再開館にあたっての館長ご挨拶

 みなさまこんにちは。九州国立博物館長の島谷です。

 全世界を襲った新型コロナウイルス感染症による影響のため、当館も2月27日(木)より臨時休館を続けてきましたが、6月2日(火)より再開館しました。皆様の健康を守るため、感染防止対策を実施しながらの開館となりますが、ご協力いただけますようよろしくお願いいたします。

 今年度に予定していた展覧会のうち、いくつかが変更を余儀なくされました。春の特別展「ライデン国立古代博物館所蔵古代エジプト展」は中止となり、夏の特別展「海幸山幸-祈りと恵みの風景-」は、来年度への延期を決定しました。開館から15周年を迎えた九博にとっても、春、夏の特別展を開催しないのは初めてのことになります。

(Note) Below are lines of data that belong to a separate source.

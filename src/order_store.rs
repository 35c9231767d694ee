use anyhow::Context;
use std::fs;
use std::io;
use std::path::{Path, PathBuf};
use thiserror::Error;
use tracing::{debug, info, warn};

use crate::window_list::WindowEntry;
use crate::window_system::WindowHandle;

const ORDER_FILE_NAME: &str = "window_order.txt";

#[derive(Debug, Error)]
pub enum OrderStoreError {
    #[error("failed to create directory {path}")]
    CreateDir {
        path: PathBuf,
        #[source]
        source: io::Error,
    },
    #[error("failed to write window order to {path}")]
    Write {
        path: PathBuf,
        #[source]
        source: io::Error,
    },
    #[error("failed to read window order from {path}")]
    Read {
        path: PathBuf,
        #[source]
        source: io::Error,
    },
}

#[derive(Debug, Clone, PartialEq, Eq)]
pub struct PersistedEntry {
    pub handle: WindowHandle,
    pub title: String,
}

/// Snapshot of the list order as it was last saved.
#[derive(Debug, Clone, Default, PartialEq, Eq)]
pub struct PersistedOrder {
    pub entries: Vec<PersistedEntry>,
}

impl PersistedOrder {
    pub fn len(&self) -> usize {
        self.entries.len()
    }

    pub fn is_empty(&self) -> bool {
        self.entries.is_empty()
    }
}

/// Saved window order: a count line, then one `handle|title` line per entry.
/// Handles are raw OS identities and must be re-validated after loading.
pub struct OrderStore {
    path: PathBuf,
}

impl OrderStore {
    pub fn new(path: PathBuf) -> Self {
        OrderStore { path }
    }

    /// `<data_local_dir>/tabs-controller/window_order.txt`
    pub fn default_path() -> anyhow::Result<PathBuf> {
        let data_dir = dirs::data_local_dir()
            .or_else(dirs::data_dir)
            .context("Could not determine data directory")?;

        Ok(data_dir.join("tabs-controller").join(ORDER_FILE_NAME))
    }

    pub fn path(&self) -> &Path {
        &self.path
    }

    /// Persist the order of `entries`.
    ///
    /// An empty list is never written, so a transient enumeration failure
    /// cannot clobber a good saved order. Returns whether a file was written.
    pub fn save(&self, entries: &[WindowEntry]) -> Result<bool, OrderStoreError> {
        if entries.is_empty() {
            debug!("Window list is empty, keeping saved order untouched");
            return Ok(false);
        }

        if let Some(dir) = self.path.parent()
            && !dir.as_os_str().is_empty()
        {
            fs::create_dir_all(dir).map_err(|source| OrderStoreError::CreateDir {
                path: dir.to_path_buf(),
                source,
            })?;
        }

        // Write-then-rename so an interrupted save leaves the old file intact
        let tmp_path = self.path.with_extension("tmp");
        let write_err = |source| OrderStoreError::Write {
            path: self.path.clone(),
            source,
        };
        fs::write(&tmp_path, encode(entries)).map_err(write_err)?;
        fs::rename(&tmp_path, &self.path).map_err(write_err)?;

        debug!("Saved order of {} windows to {}", entries.len(), self.path.display());
        Ok(true)
    }

    /// Load the saved order.
    ///
    /// A missing file or malformed content yields an empty order; only real
    /// I/O failures are reported as errors.
    pub fn load(&self) -> Result<PersistedOrder, OrderStoreError> {
        let bytes = match fs::read(&self.path) {
            Ok(bytes) => bytes,
            Err(e) if e.kind() == io::ErrorKind::NotFound => {
                info!("No saved window order at {}", self.path.display());
                return Ok(PersistedOrder::default());
            }
            Err(source) => {
                return Err(OrderStoreError::Read {
                    path: self.path.clone(),
                    source,
                });
            }
        };

        let order = decode(&bytes);
        info!("Read {} saved window entries from {}", order.len(), self.path.display());
        Ok(order)
    }
}

/// Line breaks inside a title would split the record, so they become spaces.
fn sanitize_title(title: &str) -> String {
    title.replace(['\r', '\n'], " ")
}

pub fn encode(entries: &[WindowEntry]) -> String {
    let mut out = format!("{}\n", entries.len());
    for entry in entries {
        out.push_str(&format!("{}|{}\n", entry.handle, sanitize_title(&entry.title)));
    }
    out
}

/// Parse a saved order, skipping every record that does not decode cleanly.
///
/// The record is split at the first `|`, so titles may contain the
/// delimiter. At most `count` records are accepted, and a repeated handle
/// keeps its first occurrence.
pub fn decode(bytes: &[u8]) -> PersistedOrder {
    let mut lines = bytes.split(|b| *b == b'\n');

    let count = lines
        .next()
        .and_then(|line| std::str::from_utf8(line).ok())
        .and_then(|line| line.trim().parse::<i64>().ok());
    let count = match count {
        Some(n) if n > 0 => n as usize,
        _ => {
            warn!("Saved window order has no valid count, ignoring it");
            return PersistedOrder::default();
        }
    };

    let mut entries: Vec<PersistedEntry> = Vec::new();
    for line in lines {
        if entries.len() >= count {
            break;
        }

        let line = line.strip_suffix(b"\r").unwrap_or(line);
        let Some(delimiter) = line.iter().position(|b| *b == b'|') else {
            continue;
        };

        let handle = std::str::from_utf8(&line[..delimiter])
            .ok()
            .and_then(|s| s.parse::<WindowHandle>().ok());
        let Some(handle) = handle else {
            debug!("Skipping saved entry with invalid handle");
            continue;
        };

        let Ok(title) = String::from_utf8(line[delimiter + 1..].to_vec()) else {
            debug!("Skipping saved entry {} with undecodable title", handle);
            continue;
        };

        if entries.iter().any(|e| e.handle == handle) {
            continue;
        }
        entries.push(PersistedEntry { handle, title });
    }

    PersistedOrder { entries }
}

 こうした状況ですが、文化交流展示では開館15周年にふさわしい充実した企画をお楽しみいただけます。特集展示「きゅーはく どうぶつえん」は、作品を借用した関東や関西の博物館、美術館などのご協力を得て、会期を7月12日(日)までと変更して実施いたします。十二支や吉祥、神話の世界といった実在・空想上のさまざまな動物たちがたくさん集まり、とても楽しい空間ができあがりました。わたしたちの身の回りに、こんなにもたくさんの動物がいて、心をなごませ、ともに暮らし、時に恐れ、まつられていたことに気付かれることでしょう。研究員の工夫で、展示の説明文も通常とはひと味違っています。ぜひご家族でお楽しみ下さい。

 もうひとつの特集展示「大宰府史跡指定100年記念 筑紫の神と仏」は、予定通り8月30日(日)まで開催いたします。この展示では、当館が開館以来取り組んできた大宰府学の研究成果をご覧いただきます。遠の朝廷としての大宰府の重要性、国際色豊かな交流を示すとともに、「天然痘」などが猛威をふるった世の中で古代の人々が神仏に捧げた祈りを読み解きます。展示室では、観世音寺の国宝の鐘の音がおごそかに鳴り響きます。 再開後の九博のいちオシは「文化交流展示」です。

 皆様にとって、博物館で過ごすひとときが安らぎや憩いの場となれば幸いです。